La greffe : pourquoi et comment?

Publié le par Amandine et Titia

Cet article s'inspire fortement du site www.france-adot.fr, site très clair et précis. A voir impérativement !!!!
Une greffe est la mise en place d’un organe inconnu dans le corps humain car celui-ci ne remplit plus ses fonctions et cela porte atteinte à la survie de l'organisme.
 
On greffe pour plusieurs raisons :

 - Remplacer un organe à défaillance sévère et qui est vital dans l’organisme.
 - Pour donner aux malades une vie à nouveau normale.
 
Il existe plusieurs sortes de greffes :

- L'autogreffe : le greffon provient du sujet lui–même. Le donneur et le receveur sont la même personne.
- L'allogreffe (ou homogreffe) : c’est une greffe faite à partir d’un donneur autre que le receveur.
- La xénogreffe : c’est une greffe pratiquée entre deux organismes d’espèces différentes (ex : greffe d’un organe animal chez un humain).
 
Pour qu’une greffe réussisse il faut :

- Que le tissu ou l’organe greffé aient des caractéristiques biologiques aussi proches que possibles de celles du receveur. On appelle cela la compatibilité tissulaire.
- Maîtriser le plus possible le phénomène de rejet.
 
Qu’est ce que la compatibilité tissulaire ?

C’est la plus ou moins grande similitude biologique entre les tissus du donneur et du receveur.
Chaque être humain se définit, sous l'angle biologique, par des antigènes réunis en un groupe tissulaire qui lui est propre. On parle encore de groupe HLA (Human Leucocyte Antigen) parce que ces antigènes, spécifiques de l'individu, se localisent électivement à la surface des globules blancs, tout en existant aussi sur l'enveloppe des autres cellules de l'organisme.
Quand le donneur possède le même groupe tissulaire que le receveur ou un groupe très voisin, on dit qu'il y a compatibilité : le greffon est accepté; la greffe réussit. Dans le cas contraire, il y a rejet du greffon donc, échec de la greffe.
 
Qu’est ce que le rejet ?

Le rejet est un phénomène naturel.
C'est la destruction, après sa reconnaissance, de tout élément étranger pénétrant dans un organisme vivant.

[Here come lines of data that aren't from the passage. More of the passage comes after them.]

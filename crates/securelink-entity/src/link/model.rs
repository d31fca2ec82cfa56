//! Link entity model.

use chrono::{DateTime, Utc};
use serde::{Deserialize, Serialize};
use sqlx::FromRow;
use uuid::Uuid;
use validator::ValidateUrl;

use securelink_core::error::AppError;

/// A named, owned reference to a destination URL, resolvable by token.
#[derive(Debug, Clone, Serialize, Deserialize, FromRow)]
pub struct Link {
    /// Unique link identifier.
    pub id: Uuid,
    /// The identity that created the link. Immutable after creation.
    pub owner_id: Uuid,
    /// Display name of the link.
    pub name: String,
    /// The destination this link resolves to.
    pub destination_url: String,
    /// Optional thumbnail image URL shown on the resolution page.
    pub thumbnail_url: Option<String>,
    /// Shared secret gating resolution. Stored in plaintext; presence
    /// toggles gating. Never serialized in API responses.
    #[serde(skip_serializing)]
    pub secret: Option<String>,
    /// Public resolution key. Unique, server-generated, immutable.
    pub token: String,
    /// Number of successful disclosures. Monotonically non-decreasing.
    pub view_count: i64,
    /// When the link was created.
    pub created_at: DateTime<Utc>,
    /// When the link was last mutated.
    pub updated_at: DateTime<Utc>,
}

impl Link {
    /// Whether resolution requires a secret match before disclosure.
    pub fn requires_secret(&self) -> bool {
        self.secret.is_some()
    }
}

/// Data required to create a new link. The store assigns id, token,
/// view count, and timestamps.
#[derive(Debug, Clone, Serialize, Deserialize)]
pub struct CreateLink {
    /// The identity creating the link.
    pub owner_id: Uuid,
    /// Display name.
    pub name: String,
    /// Destination URL.
    pub destination_url: String,
    /// Optional thumbnail URL.
    pub thumbnail_url: Option<String>,
    /// Optional plaintext secret.
    pub secret: Option<String>,
}

impl CreateLink {
    /// Validates the caller-supplied fields.
    pub fn validate(&self) -> Result<(), AppError> {
        validate_fields(
            &self.name,
            &self.destination_url,
            self.thumbnail_url.as_deref(),
        )
    }
}

/// A partial update of a link's mutable fields.
///
/// Outer `None` means "leave unchanged"; for thumbnail and secret the
/// inner `None` means "clear the field". Owner, token, view count, and
/// timestamps are not patchable.
#[derive(Debug, Clone, Default, Serialize, Deserialize)]
pub struct LinkPatch {
    /// New display name.
    pub name: Option<String>,
    /// New destination URL.
    pub destination_url: Option<String>,
    /// New thumbnail URL, or `Some(None)` to clear it.
    pub thumbnail_url: Option<Option<String>>,
    /// New secret, or `Some(None)` to remove gating.
    pub secret: Option<Option<String>>,
}

impl LinkPatch {
    /// Applies the patch onto a link row, leaving absent fields untouched.
    pub fn apply(&self, link: &mut Link) {
        if let Some(name) = &self.name {
            link.name = name.clone();
        }
        if let Some(destination) = &self.destination_url {
            link.destination_url = destination.clone();
        }
        if let Some(thumbnail) = &self.thumbnail_url {
            link.thumbnail_url = thumbnail.clone();
        }
        if let Some(secret) = &self.secret {
            link.secret = secret.clone();
        }
    }
}

/// Validates the owner-editable fields shared by insert and update.
pub fn validate_fields(
    name: &str,
    destination_url: &str,
    thumbnail_url: Option<&str>,
) -> Result<(), AppError> {
    if name.trim().is_empty() {
        return Err(AppError::validation("name must not be empty"));
    }
    if !destination_url.validate_url() {
        return Err(AppError::validation(
            "destination_url must be a valid absolute URL",
        ));
    }
    if let Some(thumbnail) = thumbnail_url {
        if !thumbnail.validate_url() {
            return Err(AppError::validation(
                "thumbnail_url must be a valid absolute URL",
            ));
        }
    }
    Ok(())
}

#[cfg(test)]
mod tests {
    use super::*;
    use securelink_core::error::ErrorKind;

    fn create(name: &str, destination: &str) -> CreateLink {
        CreateLink {
            owner_id: Uuid::new_v4(),
            name: name.to_string(),
            destination_url: destination.to_string(),
            thumbnail_url: None,
            secret: None,
        }
    }

    #[test]
    fn test_rejects_empty_name() {
        let err = create("  ", "https://example.com").validate().unwrap_err();
        assert_eq!(err.kind, ErrorKind::Validation);
    }

    #[test]
    fn test_rejects_relative_destination() {
        let err = create("Docs", "/relative/path").validate().unwrap_err();
        assert_eq!(err.kind, ErrorKind::Validation);
        assert!(create("Docs", "not a url").validate().is_err());
    }

    #[test]
    fn test_accepts_absolute_destination() {
        assert!(create("Docs", "https://example.com/page?q=1").validate().is_ok());
    }

    #[test]
    fn test_rejects_malformed_thumbnail() {
        let mut req = create("Docs", "https://example.com");
        req.thumbnail_url = Some("thumb.png".to_string());
        assert!(req.validate().is_err());
        req.thumbnail_url = Some("https://example.com/thumb.png".to_string());
        assert!(req.validate().is_ok());
    }

    #[test]
    fn test_patch_applies_only_present_fields() {
        let mut link = Link {
            id: Uuid::new_v4(),
            owner_id: Uuid::new_v4(),
            name: "Docs".to_string(),
            destination_url: "https://example.com".to_string(),
            thumbnail_url: Some("https://example.com/a.png".to_string()),
            secret: Some("abc".to_string()),
            token: "tok".to_string(),
            view_count: 3,
            created_at: Utc::now(),
            updated_at: Utc::now(),
        };

        let patch = LinkPatch {
            name: Some("Wiki".to_string()),
            destination_url: None,
            thumbnail_url: None,
            secret: Some(None),
        };
        patch.apply(&mut link);

        assert_eq!(link.name, "Wiki");
        assert_eq!(link.destination_url, "https://example.com");
        assert_eq!(link.thumbnail_url.as_deref(), Some("https://example.com/a.png"));
        assert!(link.secret.is_none());
        assert_eq!(link.view_count, 3);
    }

    #[test]
    fn test_secret_is_never_serialized() {
        let link = Link {
            id: Uuid::new_v4(),
            owner_id: Uuid::new_v4(),
            name: "Docs".to_string(),
            destination_url: "https://example.com".to_string(),
            thumbnail_url: None,
            secret: Some("hunter2".to_string()),
            token: "tok".to_string(),
            view_count: 0,
            created_at: Utc::now(),
            updated_at: Utc::now(),
        };

        let json = serde_json::to_value(&link).unwrap();
        assert!(json.get("secret").is_none());
    }
}
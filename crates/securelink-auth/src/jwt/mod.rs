//! JWT claims, encoding, and validation.

pub mod claims;
pub mod decoder;
pub mod encoder;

C'est une réaction bénéfique quand il s'agit d'un microbe, par exemple mais regrettable lorsqu'il s'agit d'une greffe.
On peut agir sur le phénomène de rejet d'une greffe en atténuant l'intensité de la réponse immunitaire, grâce à des médicaments appropriés, en particulier la Ciclosporine qui depuis les années 80, a permis la multiplication des greffes. Le taux de survie des patients s'est ainsi accru de manière spectaculaire.
 
Tous les greffons sont-ils compatibles ?

A l'exception du rein, l'organe doit être de même volume ou légèrement inférieur (poumon) que celui qui est à remplacer, en bon état fonctionnel et le plus compatible possible au plan immunologique.
Un greffon qui convient est aussi un greffon géographiquement disponible, c'est-à-dire que le transport et les conditions matérielles de mise en oeuvre permettent de le faire parvenir là où se trouve le receveur dans des limites de temps compatibles avec la durée de survie du greffon (ischémie froide). Elle varie selon l'organe.